Forty-one percent of large businesses recently surveyed by Wojcik’s group expect former employees eligible for COBRA to seek coverage next year on the exchanges instead. Analysts expect few ex-employees if any to choose COBRA once the online marketplaces, scheduled to open in October, become established in a few years.
Like most COBRA participants Jessica Stephens, a 29-year-old Chicagoan, pays the full cost of insurance sponsored by her former employer — $518 a month. Most employers include a 2 percent administrative fee.
Stephens, who now makes about $25,000 working as a cook at a restaurant that doesn’t offer insurance, says she took a part-time job to pay her COBRA bill. She’s likely to qualify for exchange tax credits that would allow her to buy a policy starting in January for less than $200 a month.
“That’s wonderful. I would definitely take the exchange” once it becomes available, she said. “I thought I could squeeze by financially doing COBRA, but the last nine months have told me that’s not possible.”
COBRA savings are a little-examined dividend for employers, many of whom have complained that the health law’s taxes and coverage expansion will hurt their profits and suppress hiring. Meanwhile insurers worry that ex-COBRA members will contribute to a sicker-than-average influx of exchange enrollees.
“I’ve been preaching for two years that large, self-funded employers were going to get a dramatic COBRA windfall from the act at the expense of the carriers who participate” in the health exchanges, said Michael Bertaut, senior economist at BlueCross BlueShield of Louisiana, which will sell plans on the Louisiana exchange.
The average COBRA member cost his former employer 54 percent more — $3,800 —than the average active worker, continuing a long-term trend, according to a 2009 survey by newsletter Spencer’s Benefits Reports. At one company in five, COBRA participants cost more than twice as much as active workers.

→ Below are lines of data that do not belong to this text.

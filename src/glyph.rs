//! Glyph table
//!
//! Maps displayable symbols to the segments they light. Masks follow the
//! wiring order described in [`crate::segment`].

use crate::error::{Error, Result};
use crate::segment::SegmentMask;

/// Build a glyph table from `symbol => [0/1; 7]` rows
macro_rules! glyph_table {
    ($($symbol:literal => [$($bit:literal),*]),* $(,)?) => {
        [
            $(($symbol, [$($bit != 0),*])),*
        ]
    };
}

/// Mask with every segment off
pub const BLANK: SegmentMask = [false; 7];

/// Digit glyphs, indexed by value
const DIGITS: [SegmentMask; 10] = [
    [false, true, true, true, true, true, true],
    [false, true, false, false, false, false, true],
    [true, true, true, false, true, true, false],
    [true, true, true, false, false, true, true],
    [true, true, false, true, false, false, true],
    [true, false, true, true, false, true, true],
    [true, false, false, true, true, true, true],
    [false, true, true, false, false, false, true],
    [true, true, true, true, true, true, true],
    [true, true, true, true, false, true, true],
];

// Letters and symbols that read well on seven segments
const SYMBOLS: [(char, SegmentMask); 28] = glyph_table![
    'a' => [1, 1, 1, 1, 1, 0, 1],
    'b' => [1, 0, 0, 1, 1, 1, 1],
    'c' => [1, 0, 0, 0, 1, 1, 0],
    'd' => [1, 1, 0, 0, 1, 1, 1],
    'e' => [1, 0, 1, 1, 1, 1, 0],
    'f' => [1, 0, 1, 1, 1, 0, 0],
    'g' => [1, 1, 1, 1, 0, 1, 1],
    'h' => [1, 1, 0, 1, 1, 0, 1],
    'i' => [0, 0, 0, 1, 1, 0, 0],
    'j' => [0, 1, 0, 0, 0, 1, 1],
    'l' => [0, 0, 0, 1, 1, 1, 0],
    'n' => [1, 0, 0, 0, 1, 0, 1],
    'o' => [1, 0, 0, 0, 1, 1, 1],
    'p' => [1, 1, 1, 1, 1, 0, 0],
    'q' => [1, 1, 1, 1, 0, 0, 0],
    'r' => [1, 0, 0, 0, 1, 0, 0],
    's' => [1, 0, 1, 1, 0, 1, 1],
    't' => [1, 0, 0, 1, 1, 1, 0],
    'u' => [0, 0, 0, 0, 1, 1, 1],
    '@' => [1, 1, 1, 1, 1, 1, 0],
    '"' => [0, 1, 0, 1, 0, 0, 0],
    '\'' => [0, 1, 0, 0, 0, 0, 0],
    '[' => [0, 0, 1, 1, 1, 1, 0],
    ']' => [0, 1, 1, 0, 0, 1, 1],
    '|' => [0, 1, 0, 0, 0, 0, 1],
    '-' => [1, 0, 0, 0, 0, 0, 0],
    '_' => [0, 0, 0, 0, 0, 1, 0],
    ' ' => [0, 0, 0, 0, 0, 0, 0],
];

/// Look up the glyph for a digit value
///
/// Fails with [`Error::UnknownGlyph`] for values above 9.
pub fn digit(value: u8) -> Result<SegmentMask> {
    DIGITS
        .get(usize::from(value))
        .copied()
        .ok_or(Error::UnknownGlyph(char::from(b'0'.wrapping_add(value))))
}

/// Look up the glyph for a symbol
///
/// Uppercase ASCII letters resolve to their lowercase glyph.
#[allow(clippy::cast_possible_truncation)]
pub fn lookup(symbol: char) -> Result<SegmentMask> {
    if let Some(value) = symbol.to_digit(10) {
        return digit(value as u8);
    }

    let folded = symbol.to_ascii_lowercase();
    SYMBOLS
        .iter()
        .find(|(candidate, _)| *candidate == folded)
        .map(|(_, mask)| *mask)
        .ok_or(Error::UnknownGlyph(symbol))
}

/// Every symbol the table can display
pub fn symbols() -> impl Iterator<Item = char> {
    ('0'..='9').chain(SYMBOLS.iter().map(|(symbol, _)| *symbol))
}
//! Three-phase color wave
//!
//! A precomputed ring of colors where red, green and blue follow the same
//! sine, each shifted by a third of a turn. Walking the ring produces a
//! smooth hue cycle.

use core::f64::consts::PI;

use crate::color::Rgb;

/// Default number of samples in the wave.
pub const DEFAULT_WAVE_LEN: usize = 100;

/// Default angular step between neighbouring samples (radians).
pub const DEFAULT_FREQUENCY: f64 = 0.08;

const GREEN_PHASE: f64 = 2.0 * PI / 3.0;
const BLUE_PHASE: f64 = 4.0 * PI / 3.0;

const AMPLITUDE: f64 = 127.0;
const OFFSET: f64 = 64.0;

/// Wave generation parameters
#[derive(Debug, Clone, Copy)]
pub struct WaveConfig {
    /// Angular step between samples (radians)
    pub frequency: f64,
}

impl Default for WaveConfig {
    fn default() -> Self {
        Self {
            frequency: DEFAULT_FREQUENCY,
        }
    }
}

/// Precomputed color wave of `N` samples
#[derive(Debug, Clone)]
pub struct ColorWave<const N: usize> {
    samples: [Rgb; N],
}

/// Wave with the default sample count
pub type DefaultColorWave = ColorWave<DEFAULT_WAVE_LEN>;

impl<const N: usize> ColorWave<N> {
    /// Generate the wave
    pub fn build(config: &WaveConfig) -> Self {
        let mut samples = [Rgb::default(); N];
        for (index, sample) in samples.iter_mut().enumerate() {
            *sample = Rgb {
                r: wave_channel(config.frequency, index, 0.0),
                g: wave_channel(config.frequency, index, GREEN_PHASE),
                b: wave_channel(config.frequency, index, BLUE_PHASE),
            };
        }
        Self { samples }
    }

    /// Sample at `index`, wrapped to the wave length
    pub fn sample(&self, index: usize) -> Rgb {
        self.samples[index % N]
    }

    pub const fn len(&self) -> usize {
        N
    }

    pub const fn is_empty(&self) -> bool {
        N == 0
    }

    pub fn samples(&self) -> &[Rgb] {
        &self.samples
    }
}

impl<const N: usize> Default for ColorWave<N> {
    fn default() -> Self {
        Self::build(&WaveConfig::default())
    }
}

/// Single channel value at `index`
///
/// The scaled sine dips below zero near its trough; the value is truncated
/// toward zero and only its low byte is kept, so those samples wrap into the
/// upper range.
#[allow(
    clippy::cast_possible_truncation,
    clippy::cast_precision_loss,
    clippy::cast_sign_loss
)]
pub fn wave_channel(frequency: f64, index: usize, phase: f64) -> u8 {
    let value = libm::sin(frequency * index as f64 + phase) * AMPLITUDE + OFFSET;
    ((value as i32) & 0xFF) as u8
}
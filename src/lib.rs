#![no_std]

pub mod channel;
pub mod color;
pub mod digit;
pub mod error;
pub mod filter;
pub mod frame;
pub mod frame_scheduler;
pub mod glyph;
pub mod intent;
pub mod phase;
pub mod segment;
pub mod time;
pub mod transport;

pub use error::{Error, Result};
pub use filter::{Brightness, DayNightBrightness};
pub use frame::{CLOCK_TOPOLOGY, Frame, FrameAssembler, Topology, blank_frame};
pub use frame_scheduler::{FrameResult, FrameScheduler, SchedulerConfig, TICK_INTERVAL};
pub use intent::{
    DisplayIntent, Face, IntentChannel, IntentProcessor, IntentReceiver, IntentSender, Text,
};
pub use phase::{PHASE_STEP, ScrollPhase};
pub use segment::{Segment, SegmentMask};
pub use time::{BlinkRule, ClockSource, TimeOfDay};
pub use transport::{BusConfig, FrameSink, SpiDeviceSink};

pub use color::{ColorWave, Rgb, WaveConfig};
pub use embassy_time::Duration;
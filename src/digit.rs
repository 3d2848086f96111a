//! Digit renderer
//!
//! Turns a glyph mask and per-segment colors into the 21 wire bytes of one
//! digit.

use crate::color::{OFF, Rgb};
use crate::error::{Error, Result};
use crate::segment::{DIGIT_BYTES, SEGMENT_COUNT};

/// Render one digit
///
/// Lit segments take their color in R, G, B order; unlit segments are
/// written as zeros. Both inputs must hold exactly seven entries.
pub fn render(mask: &[bool], colors: &[Rgb]) -> Result<[u8; DIGIT_BYTES]> {
    if mask.len() != SEGMENT_COUNT || colors.len() != SEGMENT_COUNT {
        return Err(Error::InvalidSegmentCount {
            mask: mask.len(),
            colors: colors.len(),
        });
    }

    let mut bytes = [0; DIGIT_BYTES];
    for ((lit, color), out) in mask.iter().zip(colors).zip(bytes.chunks_exact_mut(3)) {
        let color = if *lit { *color } else { OFF };
        out.copy_from_slice(&[color.r, color.g, color.b]);
    }
    Ok(bytes)
}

But COBRA members pay premiums based on the lower cost of active employees. (Because former employers usually don’t help with premiums, COBRA members pay far more than they did when employed. But they still don’t pay enough, on average, to cover the cost of their care.)
Besides the chance to stay on the company plan regardless of pre-existing illness, COBRA gives former workers a grace period to sign up —often after they’ve already sought care.
So a person who declines COBRA coverage because it’s too expensive as he was leaving a job can change his mind after he has an accident and racks up medical bills. That retroactive option, which lasts at least two months, raises the likelihood of high expenses.
Spencer’s, which discontinued the survey after 2009, estimated there were 4.8 million COBRA beneficiaries in 2008. Based on the Spencer’s figures, COBRA would have cost employers more than $10 billion that year.
The federal Agency for Healthcare Research and Quality estimated there were 2.6 million COBRA beneficiaries in 2011, the most recent year available.
Not all COBRA participants plan to switch to the ACA marketplaces. Many are unaware of the option. Even some who understand the advantages want to make sure the new products function as promised.
“I want to see it in black and white — exactly how this system works,” said Janaki Ram Ray, a Maryland retiree whose wife, 58, is on his former employer’s plan. “I’ll think twice about giving that up for an exchange plan to save $200 a month.”
But few doubt COBRA coverage will fade once ex-employees — often still unemployed and with limited income — understand their alternatives.
“If the employers know anything about their own experience, they’re going to be thrilled when these people go into the exchanges,” said Stephen Huth, a former Spencer’s editor, now retired, who managed the COBRA survey. “And when these former employees find out the [lower] cost, they’re going to be thrilled to go into them, too.”